··· RECORDS TO USE ···

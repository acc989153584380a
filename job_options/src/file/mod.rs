//! Reading option records and options documents from disk.
//!
//! The core never performs I/O; these helpers sit at the serialisation
//! boundary and reject malformed input instead of letting it turn into
//! silently unset or zeroed options. TOML is the default format; files with a
//! `.json` extension are read as JSON.

mod document;
mod error;
mod loader;
mod parser;

pub use document::{OptionsDocument, QueueOptions};
pub use loader::{load_options_document, load_options_file};

#[cfg(test)]
mod tests;
//! Identifiers for the individual options of a record.

use std::fmt;

/// Names one option of a [`crate::JobOptions`] record.
#[derive(Clone, Copy, Debug, PartialEq, Eq, Hash, PartialOrd, Ord)]
#[non_exhaustive]
pub enum OptionKey {
    /// `timeout`: execution time limit in seconds.
    Timeout,
    /// `maxtries`: attempts before giving up.
    MaxTries,
    /// `killondelay`: kill a delayed job.
    KillOnDelay,
    /// `nofail`: ignore failures.
    NoFail,
    /// `noredislog`: suppress the log whatever the outcome.
    NoRedisLog,
    /// `noredislogonsuccess`: suppress the log of a successful run.
    NoRedisLogOnSuccess,
    /// `noredislogonfail`: suppress the log of a failed run.
    NoRedisLogOnFail,
    /// `redislogexpireafter`: log retention in seconds.
    RedisLogExpireAfter,
    /// `drop`: discard the job whatever the outcome.
    Drop,
    /// `droponsuccess`: discard the job after success.
    DropOnSuccess,
    /// `droponfail`: discard the job after failure.
    DropOnFail,
}

impl OptionKey {
    /// Every key, in record declaration order.
    pub const ALL: [Self; 11] = [
        Self::Timeout,
        Self::MaxTries,
        Self::KillOnDelay,
        Self::NoFail,
        Self::NoRedisLog,
        Self::NoRedisLogOnSuccess,
        Self::NoRedisLogOnFail,
        Self::RedisLogExpireAfter,
        Self::Drop,
        Self::DropOnSuccess,
        Self::DropOnFail,
    ];

    /// The key used for this option in serialised records.
    #[must_use]
    pub const fn as_str(self) -> &'static str {
        match self {
            Self::Timeout => "timeout",
            Self::MaxTries => "maxtries",
            Self::KillOnDelay => "killondelay",
            Self::NoFail => "nofail",
            Self::NoRedisLog => "noredislog",
            Self::NoRedisLogOnSuccess => "noredislogonsuccess",
            Self::NoRedisLogOnFail => "noredislogonfail",
            Self::RedisLogExpireAfter => "redislogexpireafter",
            Self::Drop => "drop",
            Self::DropOnSuccess => "droponsuccess",
            Self::DropOnFail => "droponfail",
        }
    }

    /// Returns `true` for the integer options whose accessors ignore zero
    /// and negative values.
    #[must_use]
    pub const fn is_integer(self) -> bool {
        matches!(
            self,
            Self::Timeout | Self::MaxTries | Self::RedisLogExpireAfter
        )
    }
}

impl fmt::Display for OptionKey {
    fn fmt(&self, f: &mut fmt::Formatter<'_>) -> fmt::Result {
        f.write_str(self.as_str())
    }
}

/// A raw option value as stored in a record.
#[derive(Clone, Copy, Debug, PartialEq, Eq, Hash)]
pub enum OptionValue {
    /// A boolean option.
    Flag(bool),
    /// An integer option (seconds or a count).
    Integer(i64),
}

impl fmt::Display for OptionValue {
    fn fmt(&self, f: &mut fmt::Formatter<'_>) -> fmt::Result {
        match self {
            Self::Flag(value) => write!(f, "{value}"),
            Self::Integer(value) => write!(f, "{value}"),
        }
    }
}
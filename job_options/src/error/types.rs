//! Primary error enum for option loading flows.

use figment::Error as FigmentError;
use thiserror::Error;

/// Errors that can occur while reading job option records.
#[derive(Debug, Error)]
#[non_exhaustive]
pub enum OptionsError {
    /// Error originating from an options file.
    #[error("Options file error in '{path}': {source}")]
    File {
        /// Path that triggered the failure.
        path: std::path::PathBuf,
        /// Underlying error reported by the file loader.
        #[source]
        source: Box<dyn std::error::Error + Send + Sync>,
    },

    /// The document parsed but does not match the option schema.
    #[error("Failed to extract job options: {0}")]
    Parse(#[from] Box<FigmentError>),

    /// A job-level JSON record could not be decoded.
    #[error("Invalid job options JSON at line {line}, column {column}: {message}")]
    Json {
        /// Decoder message.
        message: String,
        /// One-based line of the failure.
        line: usize,
        /// One-based column of the failure.
        column: usize,
    },
}

impl OptionsError {
    /// Construct a parse error from a [`figment::Error`].
    ///
    /// # Examples
    ///
    /// ```
    /// use job_options::OptionsError;
    /// let e = OptionsError::parse(figment::Error::from("boom"));
    /// assert!(matches!(e, OptionsError::Parse(_)));
    /// ```
    #[must_use]
    pub fn parse(source: FigmentError) -> Self {
        Self::Parse(Box::new(source))
    }

    /// Construct a file error for `path`.
    #[must_use]
    pub fn file(
        path: &std::path::Path,
        source: impl Into<Box<dyn std::error::Error + Send + Sync>>,
    ) -> Self {
        Self::File {
            path: path.to_path_buf(),
            source: source.into(),
        }
    }
}
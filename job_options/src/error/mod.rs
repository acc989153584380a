//! Error types produced by the option loading layer.
//!
//! Merging and the accessors are total; only reading serialised records can
//! fail.

mod conversions;
mod types;

pub use types::OptionsError;
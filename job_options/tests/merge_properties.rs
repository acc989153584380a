//! Behavioural properties of fill-only merging and the effective accessors.
//!
//! Covers identity, non-mutation, explicit-false dominance, multi-level
//! layering, compound flags, floor rules and idempotence.
use job_options::{JobOptions, OptionKey, merge, merge_chain};
use rstest::{fixture, rstest};

#[fixture]
fn parent() -> JobOptions {
    JobOptions::new()
        .with_timeout(60)
        .with_max_tries(5)
        .with_kill_on_delay(true)
        .with_no_redis_log_on_fail(true)
        .with_drop(true)
}

#[fixture]
fn child() -> JobOptions {
    JobOptions::new()
        .with_timeout(0)
        .with_kill_on_delay(false)
        .with_drop_on_success(false)
}

#[rstest]
fn empty_child_is_identity(parent: JobOptions) {
    assert_eq!(merge(&JobOptions::new(), &parent), parent);
}

#[rstest]
fn empty_parent_keeps_child_and_nothing_else(child: JobOptions) {
    let effective = merge(&child, &JobOptions::new());
    assert_eq!(effective, child);
    for key in OptionKey::ALL {
        assert_eq!(effective.is_set(key), child.is_set(key), "{key}");
    }
}

#[rstest]
fn merging_does_not_mutate_inputs(parent: JobOptions, child: JobOptions) {
    let parent_before = parent;
    let child_before = child;

    let effective = merge(&child, &parent);

    assert_eq!(parent, parent_before);
    assert_eq!(child, child_before);
    assert_ne!(effective, parent);
}

#[rstest]
fn explicit_false_beats_inherited_true(parent: JobOptions, child: JobOptions) {
    let effective = merge(&child, &parent);
    assert!(!effective.kill_on_delay());
    assert!(parent.kill_on_delay());
}

#[rstest]
fn explicit_zero_is_kept_then_floored(parent: JobOptions, child: JobOptions) {
    let effective = merge(&child, &parent);
    assert!(effective.is_set(OptionKey::Timeout));
    assert_eq!(effective.timeout(), 3600, "zero must not inherit the parent's 60");
}

#[rstest]
fn three_levels_take_the_nearest_value() {
    let global = JobOptions::new().with_timeout(60);
    let queue = JobOptions::new().with_timeout(120);
    let job = JobOptions::new();

    let effective = merge(&job, &merge(&queue, &global));
    assert_eq!(effective.timeout(), 120);
    assert_eq!(merge_chain([&global, &queue, &job]).timeout(), 120);
}

#[rstest]
fn order_of_arguments_matters() {
    let a = JobOptions::new().with_max_tries(2);
    let b = JobOptions::new().with_max_tries(7);
    assert_eq!(merge(&a, &b).max_tries(), 2);
    assert_eq!(merge(&b, &a).max_tries(), 7);
}

#[rstest]
fn both_narrow_log_flags_imply_blanket() {
    let opts = JobOptions::new()
        .with_no_redis_log_on_success(true)
        .with_no_redis_log_on_fail(true);
    assert!(!opts.is_set(OptionKey::NoRedisLog));
    assert!(opts.no_redis_log());
}

#[rstest]
fn blanket_cleanup_survives_narrow_false(parent: JobOptions, child: JobOptions) {
    let effective = merge(&child, &parent);
    assert!(effective.drop_on_success(), "inherited blanket drop dominates");
    assert!(effective.drop_on_fail());
    assert!(effective.drop());
}

#[rstest]
fn narrow_flags_inherit_independently(parent: JobOptions) {
    let child = JobOptions::new().with_no_redis_log_on_success(true);
    let effective = merge(&child, &parent);
    assert!(effective.no_redis_log_on_success());
    assert!(effective.no_redis_log_on_fail());
    assert!(effective.no_redis_log());
}

#[rstest]
#[case(-5)]
#[case(0)]
fn non_positive_timeout_falls_back(#[case] seconds: i64) {
    assert_eq!(JobOptions::new().with_timeout(seconds).timeout(), 3600);
}

#[rstest]
fn merging_effective_record_again_is_idempotent(parent: JobOptions, child: JobOptions) {
    let effective = merge(&child, &parent);
    assert_eq!(merge(&effective, &JobOptions::new()), effective);
    assert_eq!(merge(&effective, &effective), effective);
}

#[rstest]
fn shared_parent_serves_concurrent_merges(parent: JobOptions) {
    let jobs: Vec<JobOptions> = (1..=8)
        .map(|n| JobOptions::new().with_max_tries(n))
        .collect();

    let shared = &parent;
    let results: Vec<u64> = std::thread::scope(|s| {
        let handles: Vec<_> = jobs
            .iter()
            .map(|job| s.spawn(move || merge(job, shared).max_tries()))
            .collect();
        handles
            .into_iter()
            .filter_map(|handle| handle.join().ok())
            .collect()
    });

    assert_eq!(results, (1..=8).collect::<Vec<u64>>());
    assert_eq!(parent.max_tries(), 5);
}
//! The job option record and its resolution rules.
//!
//! A [`JobOptions`] value describes what one scope explicitly sets. Records
//! are combined with [`merge()`] and read through the accessor methods, which
//! apply the fallback rules for unset or out-of-range values.

mod accessors;
mod defaults;
mod key;
mod merge;

use serde::{Deserialize, Serialize};

pub use accessors::{FALLBACK_MAX_TRIES, FALLBACK_TIMEOUT, Outcome};
pub use defaults::{DEFAULT_LOG_EXPIRE_AFTER, DEFAULT_MAX_TRIES, DEFAULT_TIMEOUT};
pub use key::{OptionKey, OptionValue};
pub use merge::{Merge, merge, merge_chain};

use crate::{OptionsResult, OptionsResultExt};

/// Options explicitly set at one configuration scope.
///
/// Each field is tri-state: absent (inherit), explicitly `false`/`0`, or
/// explicitly `true`/positive. Absent fields are omitted when serialising and
/// a missing key deserialises as absent, so a record survives a round trip
/// through JSON or TOML without gaining values it never had.
///
/// Unknown keys and wrongly-typed values are rejected during deserialisation.
///
/// ```rust
/// use job_options::JobOptions;
///
/// let opts: JobOptions = serde_json::from_str(r#"{"nofail": false}"#)?;
/// assert!(!opts.no_fail());
/// assert_eq!(serde_json::to_string(&opts)?, r#"{"nofail":false}"#);
/// # Ok::<_, serde_json::Error>(())
/// ```
#[derive(Clone, Copy, Debug, Default, PartialEq, Eq, Hash, Serialize, Deserialize)]
#[serde(deny_unknown_fields)]
pub struct JobOptions {
    #[serde(rename = "timeout", default, skip_serializing_if = "Option::is_none")]
    timeout: Option<i64>,
    #[serde(rename = "maxtries", default, skip_serializing_if = "Option::is_none")]
    max_tries: Option<i64>,
    #[serde(rename = "killondelay", default, skip_serializing_if = "Option::is_none")]
    kill_on_delay: Option<bool>,
    #[serde(rename = "nofail", default, skip_serializing_if = "Option::is_none")]
    no_fail: Option<bool>,

    #[serde(rename = "noredislog", default, skip_serializing_if = "Option::is_none")]
    no_redis_log: Option<bool>,
    #[serde(
        rename = "noredislogonsuccess",
        default,
        skip_serializing_if = "Option::is_none"
    )]
    no_redis_log_on_success: Option<bool>,
    #[serde(
        rename = "noredislogonfail",
        default,
        skip_serializing_if = "Option::is_none"
    )]
    no_redis_log_on_fail: Option<bool>,
    #[serde(
        rename = "redislogexpireafter",
        default,
        skip_serializing_if = "Option::is_none"
    )]
    redis_log_expire_after: Option<i64>,

    #[serde(rename = "drop", default, skip_serializing_if = "Option::is_none")]
    drop: Option<bool>,
    #[serde(rename = "droponsuccess", default, skip_serializing_if = "Option::is_none")]
    drop_on_success: Option<bool>,
    #[serde(rename = "droponfail", default, skip_serializing_if = "Option::is_none")]
    drop_on_fail: Option<bool>,
}

impl JobOptions {
    /// A record with nothing set. Merging it changes nothing.
    #[must_use]
    pub const fn new() -> Self {
        Self {
            timeout: None,
            max_tries: None,
            kill_on_delay: None,
            no_fail: None,
            no_redis_log: None,
            no_redis_log_on_success: None,
            no_redis_log_on_fail: None,
            redis_log_expire_after: None,
            drop: None,
            drop_on_success: None,
            drop_on_fail: None,
        }
    }

    /// Parse a record from a JSON object, such as options attached to a job.
    ///
    /// # Errors
    ///
    /// Returns an [`crate::OptionsError::Json`] when the text is not a JSON
    /// object of known option keys with correctly typed values.
    pub fn from_json_str(raw: &str) -> OptionsResult<Self> {
        serde_json::from_str(raw).into_options()
    }

    /// Returns `true` when no option is set.
    #[must_use]
    pub fn is_empty(&self) -> bool {
        OptionKey::ALL.iter().all(|key| !self.is_set(*key))
    }

    /// Returns `true` when this record sets `key`, whatever the value.
    #[must_use]
    pub fn is_set(&self, key: OptionKey) -> bool {
        self.explicit(key).is_some()
    }

    /// Keys this record sets, in declaration order.
    pub fn set_keys(&self) -> impl Iterator<Item = OptionKey> + '_ {
        OptionKey::ALL
            .iter()
            .copied()
            .filter(|key| self.is_set(*key))
    }

    /// The raw value stored for `key`, without any fallback applied.
    ///
    /// Use the accessor methods to answer runtime questions; this exists for
    /// diagnostics and provenance reporting.
    #[must_use]
    pub const fn explicit(&self, key: OptionKey) -> Option<OptionValue> {
        match key {
            OptionKey::Timeout => integer(self.timeout),
            OptionKey::MaxTries => integer(self.max_tries),
            OptionKey::KillOnDelay => flag(self.kill_on_delay),
            OptionKey::NoFail => flag(self.no_fail),
            OptionKey::NoRedisLog => flag(self.no_redis_log),
            OptionKey::NoRedisLogOnSuccess => flag(self.no_redis_log_on_success),
            OptionKey::NoRedisLogOnFail => flag(self.no_redis_log_on_fail),
            OptionKey::RedisLogExpireAfter => integer(self.redis_log_expire_after),
            OptionKey::Drop => flag(self.drop),
            OptionKey::DropOnSuccess => flag(self.drop_on_success),
            OptionKey::DropOnFail => flag(self.drop_on_fail),
        }
    }

    /// Set the execution time limit in seconds.
    #[must_use]
    pub const fn with_timeout(mut self, seconds: i64) -> Self {
        self.timeout = Some(seconds);
        self
    }

    /// Set the maximum number of attempts.
    #[must_use]
    pub const fn with_max_tries(mut self, tries: i64) -> Self {
        self.max_tries = Some(tries);
        self
    }

    /// Set whether a delayed job is killed.
    #[must_use]
    pub const fn with_kill_on_delay(mut self, value: bool) -> Self {
        self.kill_on_delay = Some(value);
        self
    }

    /// Set whether failures are ignored.
    #[must_use]
    pub const fn with_no_fail(mut self, value: bool) -> Self {
        self.no_fail = Some(value);
        self
    }

    /// Set the blanket log suppression flag.
    #[must_use]
    pub const fn with_no_redis_log(mut self, value: bool) -> Self {
        self.no_redis_log = Some(value);
        self
    }

    /// Set log suppression for successful runs.
    #[must_use]
    pub const fn with_no_redis_log_on_success(mut self, value: bool) -> Self {
        self.no_redis_log_on_success = Some(value);
        self
    }

    /// Set log suppression for failed runs.
    #[must_use]
    pub const fn with_no_redis_log_on_fail(mut self, value: bool) -> Self {
        self.no_redis_log_on_fail = Some(value);
        self
    }

    /// Set the retention of persisted logs in seconds.
    #[must_use]
    pub const fn with_redis_log_expire_after(mut self, seconds: i64) -> Self {
        self.redis_log_expire_after = Some(seconds);
        self
    }

    /// Set the blanket cleanup flag.
    #[must_use]
    pub const fn with_drop(mut self, value: bool) -> Self {
        self.drop = Some(value);
        self
    }

    /// Set cleanup after successful runs.
    #[must_use]
    pub const fn with_drop_on_success(mut self, value: bool) -> Self {
        self.drop_on_success = Some(value);
        self
    }

    /// Set cleanup after failed runs.
    #[must_use]
    pub const fn with_drop_on_fail(mut self, value: bool) -> Self {
        self.drop_on_fail = Some(value);
        self
    }
}

const fn integer(field: Option<i64>) -> Option<OptionValue> {
    match field {
        Some(value) => Some(OptionValue::Integer(value)),
        None => None,
    }
}

const fn flag(field: Option<bool>) -> Option<OptionValue> {
    match field {
        Some(value) => Some(OptionValue::Flag(value)),
        None => None,
    }
}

···

▸ TASK REQUIREMENTS
Scan the material above for lines holding the string "defaults" and copy those lines.

▸ SOLUTION TO THIS EXERCISE
mod defaults;
pub use defaults::{DEFAULT_LOG_EXPIRE_AFTER, DEFAULT_MAX_TRIES, DEFAULT_TIMEOUT};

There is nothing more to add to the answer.